"Futbolun ilk oynandığı kent İzmir...
Kentin ülke futboluna yönetici-futbolcu yetiştirmiş asırlık çınarı...
Bir dönemin "Büyüğü..."!
Yani...
"Büyük Altay"ı...
Şimdilerde kıvrım kıvrım kıvranıyor!..
Bir "kör çukura" düşmemek derdinde!..
İşe bakın; iyi mi!..
X
Sen içinden başbakanlar, bakanlar, milletvekilleri çıkar!..
Federasyon başkanları çıkar!..
Ülke spor yöneticiliğine onlarca isim gönder!..
Bir dönem "altyapının simgesi" konumuna gel!..
Bugün ülke futbolunda etkin teknik adamlar senden çıkmış olsun!..
Halen hemen ligde oynayan onlarca tanınmış futbolcuyu yetiştirmiş ol!..
Ve bugün o "kör çukura" düşmemek için çırpınır ol!..
Yazık!..
X
Sorsalar...
Herkes bir şey söyler "Büyük Altay" için...
Eski-yeni tüm yöneticileri toplayın...
"Bu takım için ne yaptınız?" diye sorun...
Bir dönem para verdiklerini; zora düştüklerini, ayrıldıklarını-ayrılmak zorunda kaldıklarını...
Ya da kongre yitirip gittiklerini anlatırlar size de...
Hiç biri o "verdim" dedikleri "paraları", haciz ve temlik yoluyla geri aldıklarını anlatmazlar!..
Birbirlerinin "kuyusunu kazarak" yöneticilik yaptıklarını...
Alsancak köşelerinde oluşan gruplar içinde "dedikoduyla" yönetici seçtiklerini söylemezler!..
Yani...
"Büyük Altay" için yapılıyormuş gibi görünen işlerin aslında "Altay"ı hiç de ilgilendirmediğini...
Var olan "kayıkçı kavgasını" açıklayamazlar!..
X
Ne oldu sonunda?
X
101 yıllık çınar...
O "Büyük Altay"...
Bir avuç gerçek yandaşın hüzünlü bakışları...
Bir içten yıkılışla...
Dönüşü zor yolculuğa çıktı!..
Gidiyor!.."
X
Bu satırlar Altay 3. Lig'e düştüğü yıl yazıldı...
Bugüne uyarladığınızda ne fark var?
Şimdi Süper Lig'den geldiği hızla bir alt lige iniyor!

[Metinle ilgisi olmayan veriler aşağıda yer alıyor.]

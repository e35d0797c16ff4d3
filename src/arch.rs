// Copyright (C) 2025 FZI Forschungszentrum Informatik
// SPDX-License-Identifier: Apache-2.0
//! Architecture capabilities
//!
//! The analyses in this crate are generic over the instruction set. They only
//! interact with it through the [`Architecture`] trait, which provides
//! instruction decoding, classification and the translation of individual
//! instructions into the abstract steps understood by the [scanners][crate::scan].
//! An [`Architecture`] is selected once, e.g. when a target is recognized,
//! and stays fixed for a debug session.
//!
//! This module also provides the RISC-V implementation [`Riscv`].

#[cfg(feature = "elf")]
pub mod elf;
pub mod riscv;

#[cfg(test)]
mod tests;

use core::fmt;

use crate::registers::{RegNum, RegisterModel};
use crate::target::Memory;

pub use riscv::Riscv;

/// Capabilities of an instruction set architecture
pub trait Architecture {
    /// Type of decoded instructions
    type Instruction: Copy + fmt::Debug + fmt::Display;

    /// Retrieve the [`RegisterModel`]
    fn registers(&self) -> &RegisterModel;

    /// Fetch and decode the instruction at the given address
    fn decode<M: Memory>(
        &self,
        memory: &mut M,
        address: u64,
    ) -> Result<Self::Instruction, M::Error>;

    /// Length of an instruction in bytes
    fn length(&self, insn: &Self::Instruction) -> u64;

    /// Minimum alignment of instructions in bytes
    fn insn_alignment(&self) -> u64;

    /// Check whether the instruction following this one executes as part of
    /// it, regardless of whether control is transferred
    fn has_delay_slot(&self, _insn: &Self::Instruction) -> bool {
        false
    }

    /// Check whether this is a control transfer without a delay slot
    fn is_compact_branch(&self, insn: &Self::Instruction) -> bool;

    /// Check whether this instruction may transfer control elsewhere than to
    /// the next instruction
    fn is_control_transfer(&self, insn: &Self::Instruction) -> bool;

    /// Check whether this instruction returns from a function
    fn is_return(&self, insn: &Self::Instruction) -> bool;

    /// Determine the effect of an instruction at `pc` on the register and stack
    /// state tracked during a prologue scan
    fn prologue_effect(&self, insn: &Self::Instruction, pc: u64) -> Effect;

    /// Classify an instruction encountered while scanning for an epilogue
    fn epilogue_step(&self, insn: &Self::Instruction) -> EpilogueStep;

    /// Classify an instruction at `pc` encountered in an atomic sequence
    fn atomic_step(&self, insn: &Self::Instruction, pc: u64) -> AtomicStep;

    /// The stack pointer
    fn stack_pointer(&self) -> RegNum;

    /// The frame pointer, if the ABI designates one
    fn frame_pointer(&self) -> Option<RegNum>;

    /// The register holding the return address on function entry
    fn return_address(&self) -> RegNum;

    /// The program counter
    fn program_counter(&self) -> RegNum;

    /// A register always reading as zero, if there is one
    fn zero_register(&self) -> Option<RegNum> {
        None
    }

    /// Width of addresses in bytes
    fn address_size(&self) -> u8;

    /// Alignment of the stack pointer at calls
    fn stack_alignment(&self) -> u64 {
        16
    }
}

/// Effect of an instruction within a prologue
///
/// Register operands are register numbers in the architecture's
/// [`RegisterModel`].
#[derive(Copy, Clone, Debug, PartialEq, Eq)]
pub enum Effect {
    /// `dst = src + imm`
    AddImm { dst: RegNum, src: RegNum, imm: i64 },
    /// `dst = lhs + rhs`
    Add {
        dst: RegNum,
        lhs: RegNum,
        rhs: RegNum,
    },
    /// `dst = lhs - rhs`
    Sub {
        dst: RegNum,
        lhs: RegNum,
        rhs: RegNum,
    },
    /// `dst = value`
    Constant { dst: RegNum, value: u64 },
    /// Load of `width` bytes at `base + offset` into `dst`
    Load {
        dst: RegNum,
        base: RegNum,
        offset: i64,
        width: u8,
    },
    /// Store of `width` bytes of `src` at `base + offset`
    Store {
        src: RegNum,
        base: RegNum,
        offset: i64,
        width: u8,
    },
    /// Spill of multiple registers followed by a stack pointer decrement
    ///
    /// The registers are stored in `slot` sized slots just below the current
    /// stack pointer with the last one at the highest address. The stack
    /// pointer is then decremented by `adjust`.
    Push {
        registers: &'static [u8],
        slot: u8,
        adjust: u64,
    },
    /// No effect at all
    Nop,
    /// Control may be transferred elsewhere
    ControlTransfer,
    /// Any other instruction, clobbering `dst` if given
    Other { dst: Option<RegNum> },
}

/// Classification of an instruction within an epilogue
#[derive(Copy, Clone, Debug, PartialEq, Eq)]
pub enum EpilogueStep {
    /// Stack pointer increment by the given number of bytes
    Release(u64),
    /// Reload of a register from a stack or frame pointer relative slot
    Reload { dst: RegNum },
    /// Stack pointer restored from the frame pointer
    RestoreSp,
    /// No effect
    Nop,
    /// Return, releasing the given number of bytes as part of it
    Return { release: u64 },
    /// Any instruction not expected in an epilogue
    Other,
}

/// Classification of an instruction within an atomic sequence
#[derive(Copy, Clone, Debug, PartialEq, Eq)]
pub enum AtomicStep {
    /// Load-reserved of the given width
    LoadReserved { width: u8 },
    /// Store-conditional of the given width
    StoreConditional { width: u8 },
    /// Branch or jump with a statically known target
    Branch { target: Option<u64>, conditional: bool },
    /// Arithmetic or logic without side effects
    Arithmetic,
    /// Any other instruction
    Other,
}

/// Error rejecting a target
///
/// Such errors are detected when an [`Architecture`] is selected for a target,
/// never during later operations.
#[derive(Copy, Clone, Debug, PartialEq, Eq)]
pub enum RecognitionError {
    /// The object file is not for the architecture
    WrongMachine(u16),
    /// The byte order is not supported
    UnsupportedEndianess,
    /// The register width in bytes is not supported
    UnsupportedXlen(u8),
    /// The program's register width differs from the target's
    XlenMismatch { program: u8, target: u8 },
    /// The program's floating point ABI requires wider floating point
    /// registers than the target has
    FloatAbi { required: u8, available: u8 },
}

impl core::error::Error for RecognitionError {}

impl fmt::Display for RecognitionError {
    fn fmt(&self, f: &mut fmt::Formatter<'_>) -> fmt::Result {
        match self {
            Self::WrongMachine(m) => write!(f, "Unsupported machine {m:#x}"),
            Self::UnsupportedEndianess => write!(f, "Unsupported byte order"),
            Self::UnsupportedXlen(x) => write!(f, "Unsupported register width {x}"),
            Self::XlenMismatch { program, target } => write!(
                f,
                "Program requires xlen {program}, but target has xlen {target}"
            ),
            Self::FloatAbi {
                required,
                available,
            } => write!(
                f,
                "Program requires flen {required}, but target has flen {available}"
            ),
        }
    }
}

Artık adına ne derseniz deyin!
"Tek adam yönetimi" mi? Teknik adam ve futbolcu seçimlerindeki yanlışlar mı? Yani, yanlış transfer politikası mı?
Parasızlık mı?
Her neyse işte!
Bu düşüşün bir adı olmalı!
X
Başkan Özgür Ekmekçioğlu, bu sorulara yanıt vermeden, 7 yıllık süreci aydınlatmadan, salt başarılı olduğu süreçleri, düştüğü yerden bugünlere gelişi değerlendirerek ve "Altay'ın büyüklüğünü" vurgulayarak istifa etti ve "buyrun siz yönetin" dedi!
Takım gitmişken, 7 yıllık süreçte borç kat be kat yükselip 300-350 milyon düzeyine geldiyse bu gidiş doğru bir gidiş midir?
Mesela Mustafa Denizli ile imzalanan sözleşmenin ayrıntıları nelerdir? 1 milyon euro sözleşme söylentisi ve fesih yapılamaması gerçeği nedir?
Bunu önümüzdeki günlerde yapılacak Altay Genel Kurulu değerlendirecek...
Böylesi bir borç yüküyle kulüp yönetimine bir aday çıkıp çıkmayacağını da göreceğiz!
X
Kulüpler süper lig (Milli Lig) oluşturduğu günlerden başlayarak, ekonomik güçleri olan işadamlarınca yönetildi bu ülkede...
Cebinden para harcayıp iflasa sürüklenenler de oldu ancak kulüpleri basamak yapıp piyasada işini görenler, yükselenler çoğunlukta kaldı! Gelen borçlandırdı, giden borçlandırdı; günübirlik transferler ve işlemlerle kulüpler yönetildi; inişler-çıkışlar bu nedenledir!
Ne oldu sonunda...
Altay gibi borç içinde yüzen, kurumsal yapısı olmayan, oluşan futbol endüstrisinin koşullarına ayak uyduramayan kulüpler "gidenler" oldu!
Bu yapıyı ortadan kaldırmak için bir Kulüpler Yasası geçtiğimiz hafta TBMM'de kabul edildi!
Haydi bakalım yeni kurallara göre kaç yönetici çıkacak ortaya?
İlk deneyimleyen Altay olacak!
Altay giderken sessizliğini koruyanlar neler yapacak göreceğiz!